California to award $1.5 million each to 10 residents in latest state vaccine incentive program
California is entering the COVID-19 vaccination lottery trend with the biggest contest yet.
Ten vaccinated residents will have the chance to win $1.5 million each, Gov. Gavin Newsom announced Thursday. The winners of the $15 million worth of cash prizes will be selected on June 15 — the same day when the state plans to fully reopen its economy.
The grand prize is part of a $116.5 million vaccine incentive program for vaccinated Californians.
A $50,000 cash prize will also be awarded to 30 residents. The announcement of those winners will be evenly split across June 4 and June 11.

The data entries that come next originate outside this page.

//! Relation-aware entity normalization
//!
//! [`RelationNormalizer`] renders an entity's own scalar fields and then decides, for
//! every declared relation, what to emit:
//!
//! | relation mode            | to-one relation                                     |
//! |--------------------------|-----------------------------------------------------|
//! | `Disabled` / `Ignored`   | key omitted                                         |
//! | `OnlyIdentifier`         | related primary key                                 |
//! | `OnlyFieldsOfSelf`       | related scalar fields                               |
//! | `SelfPlusOwnCollections` | related scalar fields + its collections, one level |
//!
//! To-many relations ignore the relation mode and are always rendered by
//! [`CollectionNormalizer`] under the active collection mode.
//!
//! Termination does not rely on a depth counter. Every recursive call site hands the
//! child a strictly more restrictive mode: the one extra level allowed by
//! `SelfPlusOwnCollections` renders collections in `WithoutRelations`, which in turn
//! forces both axes to `Ignored` for each member.

use crate::collection::CollectionNormalizer;
use crate::context::NormalizationContext;
use crate::error::{MetadataError, NormalizerError, Result};
use crate::fields::{FieldNormalizer, Record};
use crate::metadata::{Entity, MetadataOracle, RelationShape, RelationValue};
use crate::modes::{CollectionNormalizeMode, RelationNormalizeMode};
use serde_json::Value;

/// Normalizes one entity and its relations according to the relation mode
pub struct RelationNormalizer<'a, E: ?Sized> {
	metadata: &'a dyn MetadataOracle<E>,
	fields: &'a dyn FieldNormalizer<E>,
}

impl<E: ?Sized> Clone for RelationNormalizer<'_, E> {
	fn clone(&self) -> Self {
		*self
	}
}

impl<E: ?Sized> Copy for RelationNormalizer<'_, E> {}

impl<'a, E: Entity + ?Sized> RelationNormalizer<'a, E> {
	/// Create a relation normalizer over the given collaborators
	pub fn new(metadata: &'a dyn MetadataOracle<E>, fields: &'a dyn FieldNormalizer<E>) -> Self {
		Self { metadata, fields }
	}

	/// Whether this normalizer should handle the entity at all
	///
	/// Requires a mapped entity type with at least one relation, a relation mode other
	/// than `Disabled`, and no explicit attribute allow-list or deny-list in the
	/// context. Otherwise the caller's flat field path applies.
	pub fn supports_normalization(&self, entity: &E, context: &NormalizationContext) -> bool {
		let entity_type = entity.entity_type();
		if !self.metadata.is_known_entity_type(entity_type) {
			return false;
		}
		let has_relations = self
			.metadata
			.declared_relation_names(entity_type)
			.is_ok_and(|relations| !relations.is_empty());

		has_relations
			&& context.relation_mode() != RelationNormalizeMode::Disabled
			&& !context.has_attribute_projection()
	}

	/// Normalize an entity and its relations
	///
	/// # Errors
	///
	/// Fails with [`NormalizerError::Metadata`] when the entity type or one of its
	/// relations cannot be resolved, and with [`NormalizerError::Delegate`] when the
	/// base field normalizer fails. No partial record is returned.
	pub fn normalize(&self, entity: &E, context: &NormalizationContext) -> Result<Record> {
		let entity_type = entity.entity_type();
		let relations = self.metadata.declared_relation_names(entity_type)?;
		let mut record = self.normalize_only_self(entity, context)?;

		if !context.relation_mode().emits() && !context.collection_mode().emits() {
			return Ok(record);
		}

		tracing::debug!(
			entity_type,
			relation_mode = %context.relation_mode(),
			collection_mode = %context.collection_mode(),
			"Normalizing entity relations"
		);

		let collections = CollectionNormalizer::new(self.metadata, self.fields);
		for relation in relations {
			let normalized = match self.metadata.relation_value(entity, &relation)? {
				RelationValue::Many(members) => collections
					.normalize(&members, context)?
					.map(Value::Array),
				RelationValue::One(target) => self.normalize_to_one(target, context)?,
			};

			tracing::trace!(entity_type, relation = %relation, emitted = normalized.is_some());
			if let Some(value) = normalized {
				record.insert(relation, value);
			}
		}

		Ok(record)
	}

	fn normalize_to_one(
		&self,
		target: Option<&E>,
		context: &NormalizationContext,
	) -> Result<Option<Value>> {
		let value = match (context.relation_mode(), target) {
			(RelationNormalizeMode::Disabled | RelationNormalizeMode::Ignored, _) => return Ok(None),
			(_, None) => Value::Null,
			(RelationNormalizeMode::OnlyIdentifier, Some(target)) => {
				self.normalize_only_identifier(target)?
			}
			(RelationNormalizeMode::OnlyFieldsOfSelf, Some(target)) => {
				Value::Object(self.normalize_only_self(target, context)?)
			}
			(RelationNormalizeMode::SelfPlusOwnCollections, Some(target)) => {
				Value::Object(self.normalize_with_collections(target, context)?)
			}
		};
		Ok(Some(value))
	}

	/// Primary key of the entity, without touching any other field
	pub(crate) fn normalize_only_identifier(&self, entity: &E) -> Result<Value> {
		Ok(self.metadata.primary_key_values(entity)?.into_value())
	}

	/// Declared scalar fields of the entity, no relations
	fn normalize_only_self(
		&self,
		entity: &E,
		context: &NormalizationContext,
	) -> Result<Record> {
		let entity_type = entity.entity_type();
		let fields = self.metadata.declared_field_names(entity_type)?;
		self.fields
			.normalize_fields(entity, &fields, context)
			.map_err(|source| NormalizerError::delegate(entity_type, source))
	}

	/// Scalar fields plus every to-many relation rendered without relations
	fn normalize_with_collections(
		&self,
		entity: &E,
		context: &NormalizationContext,
	) -> Result<Record> {
		let entity_type = entity.entity_type();
		let mut record = self.normalize_only_self(entity, context)?;

		let child = context.forced(
			RelationNormalizeMode::Disabled,
			CollectionNormalizeMode::WithoutRelations,
		);
		let collections = CollectionNormalizer::new(self.metadata, self.fields);

		for relation in self.metadata.declared_relation_names(entity_type)? {
			if self.metadata.relation_shape(entity_type, &relation)? != RelationShape::ToMany {
				continue;
			}
			let RelationValue::Many(members) = self.metadata.relation_value(entity, &relation)?
			else {
				return Err(MetadataError::ShapeMismatch {
					entity_type: entity_type.to_string(),
					relation,
					expected: RelationShape::ToMany.to_string(),
				}
				.into());
			};
			if let Some(values) = collections.normalize(&members, &child)? {
				record.insert(relation, Value::Array(values));
			}
		}

		Ok(record)
	}
}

Both contests are open to residents ages 12 and up with at least one dose of the COVID-19 vaccine. For minors who win, the cash will be put in a savings account for them until they turn 18. All Californians who have had at least one COVID-19 dose will automatically be entered to win both contests, the state said. The prize will be awarded once the winner has completed their vaccination series.
The state is also offering incentives to newly vaccinated residents. As of Thursday, the next 2 million people who begin and then complete their COVID-19 vaccination will automatically be eligible to receive a $50 virtual prepaid card or a $50 grocery gift card for select locations, while supplies last. Newsom said he hopes for the state to fully distribute those winnings by June 15.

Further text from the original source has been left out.